### Required action:
Print exactly the lines below between the line holding "held in process memory" and the line holding "seconds, like the", inclusive, and nothing more.

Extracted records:

# # # #

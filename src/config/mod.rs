//! Configuration loading and management for the Residency Engine.
//!
//! This module provides functionality to load the presence rule from YAML
//! files: rule metadata plus the threshold, partial-credit cap, partial-credit
//! rate, and lookback horizon.
//!
//! # Example
//!
//! ```no_run
//! use residency_engine::config::ConfigLoader;
//!
//! let config = ConfigLoader::load("./config/default").unwrap();
//! println!("Loaded rule: {}", config.rule().name);
//! ```

mod loader;
mod types;

pub use loader::ConfigLoader;
pub use types::{RuleConfig, RuleMetadata, ThresholdConfig};
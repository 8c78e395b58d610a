//! Error types for the Residency Engine.
//!
//! This module provides strongly-typed errors using the `thiserror` crate
//! for all error conditions that can occur while validating a profile or
//! computing presence.

use thiserror::Error;

/// The main error type for the Residency Engine.
///
/// All fallible operations in the engine return this error type. A profile
/// without any qualifying-status history is not an error; see
/// [`crate::calculation::calculate_settled_snapshot`].
///
/// # Example
///
/// ```
/// use residency_engine::error::EngineError;
///
/// let error = EngineError::ValidationError {
///     field: "absences[0].from".to_string(),
///     message: "invalid date '2024-13-01'".to_string(),
/// };
/// assert_eq!(
///     error.to_string(),
///     "Validation failed for 'absences[0].from': invalid date '2024-13-01'"
/// );
/// ```
#[derive(Debug, Error)]
pub enum EngineError {
    /// Configuration file was not found at the specified path.
    #[error("Configuration file not found: {path}")]
    ConfigNotFound {
        /// The path that was not found.
        path: String,
    },

    /// Configuration file could not be parsed.
    #[error("Failed to parse configuration file '{path}': {message}")]
    ConfigParseError {
        /// The path to the file that failed to parse.
        path: String,
        /// A description of the parse error.
        message: String,
    },

    /// A configuration value was outside its permitted range.
    #[error("Invalid configuration value '{field}': {message}")]
    InvalidConfig {
        /// The configuration key that was rejected.
        field: String,
        /// A description of what made the value invalid.
        message: String,
    },

    /// A profile field failed validation (malformed date, inverted range, ...).
    #[error("Validation failed for '{field}': {message}")]
    ValidationError {
        /// Path of the offending field, e.g. `status_history[2].to`.
        field: String,
        /// A description of what made the field invalid.
        message: String,
    },

    /// A general calculation error occurred.
    #[error("Calculation error: {message}")]
    CalculationError {
        /// A description of the calculation error.
        message: String,
    },
}

impl EngineError {
    /// Shorthand for building a [`EngineError::ValidationError`].
    pub fn validation(field: impl Into<String>, message: impl Into<String>) -> Self {
        EngineError::ValidationError {
            field: field.into(),
            message: message.into(),
        }
    }
}

/// A type alias for Results that return EngineError.
pub type EngineResult<T> = Result<T, EngineError>;
//! HTTP API module for the Residency Engine.
//!
//! This module provides the REST API endpoints for eligibility snapshots,
//! projections, and recalculation checks.

mod handlers;
mod request;
mod response;
mod state;

pub use handlers::create_router;
pub use request::{EligibilityRequest, RecalculationCheckRequest};
pub use response::{
    ApiError, ApiErrorResponse, CalculationKind, EligibilityResponse, RecalculationCheckResponse,
};
pub use state::AppState;
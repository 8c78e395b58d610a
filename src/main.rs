//! HTTP server for the Residency Engine.
//!
//! Environment:
//! - `RESIDENCY_CONFIG_DIR`: rule configuration directory (default `./config/default`)
//! - `PORT`: listen port (default 3000)
//! - `RUST_LOG`: tracing filter (default `residency_engine=info`)

use std::net::SocketAddr;

use residency_engine::api::{AppState, create_router};
use residency_engine::config::ConfigLoader;
use tracing::info;
use tracing_subscriber::{layer::SubscriberExt, util::SubscriberInitExt};

const DEFAULT_CONFIG_DIR: &str = "./config/default";
const DEFAULT_PORT: u16 = 3000;

#[tokio::main]
async fn main() -> Result<(), Box<dyn std::error::Error>> {
    tracing_subscriber::registry()
        .with(
            tracing_subscriber::EnvFilter::try_from_default_env()
                .unwrap_or_else(|_| "residency_engine=info".into()),
        )
        .with(tracing_subscriber::fmt::layer())
        .init();

    let config_dir =
        std::env::var("RESIDENCY_CONFIG_DIR").unwrap_or_else(|_| DEFAULT_CONFIG_DIR.to_string());
    let port = match std::env::var("PORT") {
        Ok(value) => value.parse::<u16>()?,
        Err(_) => DEFAULT_PORT,
    };

    let config = ConfigLoader::load(&config_dir)?;
    info!(
        rule = %config.rule().code,
        threshold_days = config.thresholds().threshold_days,
        config_dir = %config_dir,
        "Loaded rule configuration"
    );

    let app = create_router(AppState::new(config));
    let addr = SocketAddr::from(([0, 0, 0, 0], port));
    let listener = tokio::net::TcpListener::bind(addr).await?;
    info!(%addr, "Residency engine listening");

    axum::serve(listener, app).await?;
    Ok(())
}
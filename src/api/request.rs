//! Request types for the Residency Engine API.

use serde::{Deserialize, Serialize};

use crate::models::ProfileRecord;

/// Request body for the `/eligibility` and `/projection` endpoints.
#[derive(Debug, Clone, Serialize, Deserialize)]
pub struct EligibilityRequest {
    /// The profile to evaluate.
    pub profile: ProfileRecord,
    /// The date to calculate for (`YYYY-MM-DD`). Defaults to today (UTC)
    /// when omitted. Parsed as strictly as the profile dates.
    #[serde(default)]
    pub reference_date: Option<String>,
}

/// Request body for the `/recalculation-check` endpoint.
#[derive(Debug, Clone, Serialize, Deserialize)]
pub struct RecalculationCheckRequest {
    /// The profile as it will be written.
    pub new_profile: ProfileRecord,
    /// The profile as currently stored, if any.
    #[serde(default)]
    pub existing_profile: Option<ProfileRecord>,
    /// Whether the write creates the record.
    #[serde(default)]
    pub is_new_record: bool,
}
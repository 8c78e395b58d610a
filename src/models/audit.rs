//! Audit trail models.
//!
//! Every calculator appends one [`AuditStep`] per rule it applies, so a
//! snapshot or projection can be explained day count by day count.

use serde::{Deserialize, Serialize};

/// One rule application: what went in, what came out, and why.
#[derive(Debug, Clone, PartialEq, Eq, Serialize, Deserialize)]
pub struct AuditStep {
    /// Position of the step within its calculation, starting at 1.
    pub step_number: u32,
    /// Stable identifier such as `absence_deduction`.
    pub rule_id: String,
    /// Display name of the rule.
    pub rule_name: String,
    /// Which part of the presence rule this step applies.
    pub clause_ref: String,
    /// Day counts and dates the step consumed.
    pub input: serde_json::Value,
    /// Day counts and dates the step produced.
    pub output: serde_json::Value,
    /// The arithmetic, spelled out.
    pub reasoning: String,
}

/// How much attention a warning deserves.
#[derive(Debug, Clone, Copy, PartialEq, Eq, Serialize, Deserialize)]
#[serde(rename_all = "lowercase")]
pub enum Severity {
    /// Informational.
    Low,
    /// The result is valid but probably not what the caller expected.
    Medium,
}

/// Unusual input that still produced a result.
#[derive(Debug, Clone, PartialEq, Eq, Serialize, Deserialize)]
pub struct AuditWarning {
    /// Machine-readable code, e.g. `NO_COUNTABLE_HISTORY`.
    pub code: String,
    /// Explanation naming the dates involved.
    pub message: String,
    /// Severity.
    pub severity: Severity,
}

/// Steps and warnings for one calculation, plus its wall-clock cost.
#[derive(Debug, Clone, PartialEq, Eq, Serialize, Deserialize)]
pub struct AuditTrace {
    /// Steps in the order they ran.
    pub steps: Vec<AuditStep>,
    /// Warnings raised along the way.
    pub warnings: Vec<AuditWarning>,
    /// Time spent calculating, in microseconds.
    pub duration_us: u64,
}
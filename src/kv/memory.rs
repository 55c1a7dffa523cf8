//! In-process implementation of [`KeyValueStore`]
//!
//! Mirrors the Redis semantics the caches rely on (SET clears expiry, EXPIRE
//! on a missing key is a no-op, set operations on string keys fail) and adds
//! two knobs for exercising degraded paths:
//! - [`InMemoryStore::set_available`] makes every call fail as if the server
//!   were unreachable
//! - [`InMemoryStore::fail_operation`] makes one kind of call fail

use crate::error::{CacheError, Result};
use crate::kv::{human_bytes, KeyValueStore, ServerInfo};
use async_trait::async_trait;
use std::collections::{BTreeSet, HashMap, HashSet};
use std::sync::atomic::{AtomicBool, Ordering};
use std::time::{Duration, Instant};
use tokio::sync::Mutex;
use tracing::debug;

/// Store operation kinds, used for fault injection
#[derive(Debug, Clone, Copy, PartialEq, Eq, Hash)]
pub enum StoreOp {
    Ping,
    Get,
    Set,
    Delete,
    Exists,
    Expire,
    Scan,
    SetAdd,
    SetRemove,
    SetMembers,
    Flush,
    Info,
}

enum StoredValue {
    Text(String),
    Members(BTreeSet<String>),
}

struct Slot {
    value: StoredValue,
    expires_at: Option<Instant>,
}

impl Slot {
    fn is_expired(&self, now: Instant) -> bool {
        self.expires_at.map_or(false, |at| now >= at)
    }

    fn size_bytes(&self) -> usize {
        match &self.value {
            StoredValue::Text(s) => s.len(),
            StoredValue::Members(m) => m.iter().map(String::len).sum(),
        }
    }
}

#[derive(Default)]
struct MemoryState {
    slots: HashMap<String, Slot>,
    failing: HashSet<StoreOp>,
}

impl MemoryState {
    /// Look up a key, dropping it first if it has expired.
    fn live(&mut self, key: &str) -> Option<&mut Slot> {
        let now = Instant::now();
        if self.slots.get(key).is_some_and(|slot| slot.is_expired(now)) {
            self.slots.remove(key);
        }
        self.slots.get_mut(key)
    }

    fn purge_expired(&mut self) {
        let now = Instant::now();
        self.slots.retain(|_, slot| !slot.is_expired(now));
    }
}

/// Key-value store held in process memory
pub struct InMemoryStore {
    state: Mutex<MemoryState>,
    available: AtomicBool,
    started_at: Instant,
}

impl Default for InMemoryStore {
    fn default() -> Self {
        Self::new()
    }
}

impl InMemoryStore {
    pub fn new() -> Self {
        Self {
            state: Mutex::new(MemoryState::default()),
            available: AtomicBool::new(true),
            started_at: Instant::now(),
        }
    }

    /// Simulate the server going away (`false`) or coming back (`true`).
    pub fn set_available(&self, available: bool) {
        debug!("In-memory store availability set to {}", available);
        self.available.store(available, Ordering::SeqCst);
    }

    /// Make every call of the given kind fail with a connection error.
    pub async fn fail_operation(&self, op: StoreOp) {
        self.state.lock().await.failing.insert(op);
    }

    /// Undo [`fail_operation`](Self::fail_operation).
    pub async fn restore_operation(&self, op: StoreOp) {
        self.state.lock().await.failing.remove(&op);
    }

    /// Remaining time to live of a key rounded to whole seconds, like the
    /// `TTL` command. `None` if the key is missing or has no expiry.
    pub async fn ttl(&self, key: &str) -> Option<Duration> {
        let mut state = self.state.lock().await;
        let expires_at = state.live(key)?.expires_at?;
        let remaining = expires_at.saturating_duration_since(Instant::now());
        Some(Duration::from_secs(((remaining.as_millis() + 500) / 1000) as u64))
    }

    /// Number of live keys.
    pub async fn len(&self) -> usize {
        let mut state = self.state.lock().await;
        state.purge_expired();
        state.slots.len()
    }

    pub async fn is_empty(&self) -> bool {
        self.len().await == 0
    }

    /// Acquire the state after checking availability and injected faults.
    async fn enter(&self, op: StoreOp) -> Result<tokio::sync::MutexGuard<'_, MemoryState>> {
        if !self.available.load(Ordering::SeqCst) {
            return Err(CacheError::ConnectionError(
                "in-memory store is unavailable".to_string(),
            ));
        }
        let state = self.state.lock().await;
        if state.failing.contains(&op) {
            return Err(CacheError::ConnectionError(format!(
                "injected failure for {:?}",
                op
            )));
        }
        Ok(state)
    }
}

fn wrong_type(key: &str) -> CacheError {
    CacheError::Other(format!(
        "WRONGTYPE operation against key '{}' holding the wrong kind of value",
        key
    ))
}
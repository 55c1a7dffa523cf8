//! # Embedding memoisation
//!
//! [`EmbeddingMemoCache`] sits in front of an [`EmbeddingProvider`] and keeps
//! recently computed vectors in process memory, keyed by the MD5 of the
//! trimmed input text. A call over many texts reaches the provider at most
//! once, with only the texts the memo could not answer.
//!
//! ```no_run
//! use async_trait::async_trait;
//! use ouroboros_cache::embedding::{EmbeddingMemoCache, EmbeddingProvider};
//! use ouroboros_cache::Result;
//! use std::sync::Arc;
//!
//! struct Model;
//!
//! #[async_trait]
//! impl EmbeddingProvider for Model {
//!     async fn embed_batch(&self, texts: &[String]) -> Result<Vec<Vec<f32>>> {
//!         Ok(texts.iter().map(|t| vec![t.len() as f32; 768]).collect())
//!     }
//! }
//!
//! # async fn example() -> ouroboros_cache::Result<()> {
//! let memo = EmbeddingMemoCache::with_defaults(Arc::new(Model));
//! let vectors = memo.embed_batch(&["hello", "", "hello"]).await?;
//! assert_eq!(vectors.len(), 3);
//! # Ok(())
//! # }
//! ```

pub mod memo;

use crate::error::Result;
use async_trait::async_trait;

pub use memo::{EmbeddingMemoCache, MemoStats};

/// Batch embedding model.
///
/// Implementations return exactly one vector per input, in input order.
#[async_trait]
pub trait EmbeddingProvider: Send + Sync {
    async fn embed_batch(&self, texts: &[String]) -> Result<Vec<Vec<f32>>>;
}

/// One text or many
#[derive(Debug, Clone, PartialEq, Eq)]
pub enum EmbedInput {
    Single(String),
    Batch(Vec<String>),
}

impl From<&str> for EmbedInput {
    fn from(text: &str) -> Self {
        EmbedInput::Single(text.to_string())
    }
}

impl From<String> for EmbedInput {
    fn from(text: String) -> Self {
        EmbedInput::Single(text)
    }
}

impl From<Vec<String>> for EmbedInput {
    fn from(texts: Vec<String>) -> Self {
        EmbedInput::Batch(texts)
    }
}

impl From<Vec<&str>> for EmbedInput {
    fn from(texts: Vec<&str>) -> Self {
        EmbedInput::Batch(texts.into_iter().map(str::to_string).collect())
    }
}

impl From<&[&str]> for EmbedInput {
    fn from(texts: &[&str]) -> Self {
        EmbedInput::Batch(texts.iter().map(|t| t.to_string()).collect())
    }
}

/// Result shaped like the [`EmbedInput`] it answers
#[derive(Debug, Clone, PartialEq)]
pub enum EmbedOutput {
    Single(Vec<f32>),
    Batch(Vec<Vec<f32>>),
}

impl EmbedOutput {
    /// The vector of a single input
    pub fn into_single(self) -> Option<Vec<f32>> {
        match self {
            EmbedOutput::Single(v) => Some(v),
            EmbedOutput::Batch(_) => None,
        }
    }

    /// All vectors; a single result becomes a one-element batch
    pub fn into_batch(self) -> Vec<Vec<f32>> {
        match self {
            EmbedOutput::Single(v) => vec![v],
            EmbedOutput::Batch(vs) => vs,
        }
    }

    pub fn len(&self) -> usize {
        match self {
            EmbedOutput::Single(_) => 1,
            EmbedOutput::Batch(vs) => vs.len(),
        }
    }

    pub fn is_empty(&self) -> bool {
        self.len() == 0
    }
}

# # # #

### Your response:
/// Key-value store held in process memory
pub struct InMemoryStore {
    state: Mutex<MemoryState>,
    available: AtomicBool,
    started_at: Instant,
}

impl Default for InMemoryStore {
    fn default() -> Self {
        Self::new()
    }
}

impl InMemoryStore {
    pub fn new() -> Self {
        Self {
            state: Mutex::new(MemoryState::default()),
            available: AtomicBool::new(true),
            started_at: Instant::now(),
        }
    }

    /// Simulate the server going away (`false`) or coming back (`true`).
    pub fn set_available(&self, available: bool) {
        debug!("In-memory store availability set to {}", available);
        self.available.store(available, Ordering::SeqCst);
    }

    /// Make every call of the given kind fail with a connection error.
    pub async fn fail_operation(&self, op: StoreOp) {
        self.state.lock().await.failing.insert(op);
    }

    /// Undo [`fail_operation`](Self::fail_operation).
    pub async fn restore_operation(&self, op: StoreOp) {
        self.state.lock().await.failing.remove(&op);
    }

    /// Remaining time to live of a key rounded to whole seconds, like the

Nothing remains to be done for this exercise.